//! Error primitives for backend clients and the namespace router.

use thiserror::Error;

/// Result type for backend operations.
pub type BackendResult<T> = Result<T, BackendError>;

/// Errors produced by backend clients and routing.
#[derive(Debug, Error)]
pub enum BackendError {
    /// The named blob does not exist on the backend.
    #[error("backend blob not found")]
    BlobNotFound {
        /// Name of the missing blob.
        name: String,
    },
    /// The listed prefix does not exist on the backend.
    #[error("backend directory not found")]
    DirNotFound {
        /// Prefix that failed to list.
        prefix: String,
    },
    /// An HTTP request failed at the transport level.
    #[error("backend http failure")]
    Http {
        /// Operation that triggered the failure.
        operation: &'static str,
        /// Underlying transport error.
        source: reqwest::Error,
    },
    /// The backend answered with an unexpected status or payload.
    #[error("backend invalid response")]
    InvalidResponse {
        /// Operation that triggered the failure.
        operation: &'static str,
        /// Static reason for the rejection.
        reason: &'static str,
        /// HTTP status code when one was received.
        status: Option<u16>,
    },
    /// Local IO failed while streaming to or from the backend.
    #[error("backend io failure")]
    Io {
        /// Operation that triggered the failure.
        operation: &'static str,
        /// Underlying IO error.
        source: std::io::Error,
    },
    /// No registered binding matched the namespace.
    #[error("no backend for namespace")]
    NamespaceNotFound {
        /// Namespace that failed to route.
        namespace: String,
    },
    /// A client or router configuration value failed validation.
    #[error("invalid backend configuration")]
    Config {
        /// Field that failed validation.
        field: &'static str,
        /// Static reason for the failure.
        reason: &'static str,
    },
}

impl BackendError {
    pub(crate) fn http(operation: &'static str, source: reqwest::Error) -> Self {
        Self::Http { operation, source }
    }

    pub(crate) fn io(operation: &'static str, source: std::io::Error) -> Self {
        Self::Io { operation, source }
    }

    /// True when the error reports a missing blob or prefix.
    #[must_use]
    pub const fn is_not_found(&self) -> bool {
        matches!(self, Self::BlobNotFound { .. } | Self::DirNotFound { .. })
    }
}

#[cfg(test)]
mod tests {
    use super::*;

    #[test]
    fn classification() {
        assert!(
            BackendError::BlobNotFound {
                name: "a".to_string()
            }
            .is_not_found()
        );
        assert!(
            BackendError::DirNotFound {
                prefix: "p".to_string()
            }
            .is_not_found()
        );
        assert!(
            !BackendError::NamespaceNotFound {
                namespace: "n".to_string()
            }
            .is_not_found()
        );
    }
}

—————

• _TASK TO CARRY OUT_
Precisely the lines between those holding "blob does not exist on the backend." and "status or payload.", inclusive, are to be reproduced from the listing above, with nothing added.

• _SOLUTION_
    /// The named blob does not exist on the backend.
    #[error("backend blob not found")]
    BlobNotFound {
        /// Name of the missing blob.
        name: String,
    },
    /// The listed prefix does not exist on the backend.
    #[error("backend directory not found")]
    DirNotFound {
        /// Prefix that failed to list.
        prefix: String,
    },
    /// An HTTP request failed at the transport level.
    #[error("backend http failure")]
    Http {
        /// Operation that triggered the failure.
        operation: &'static str,
        /// Underlying transport error.
        source: reqwest::Error,
    },
    /// The backend answered with an unexpected status or payload.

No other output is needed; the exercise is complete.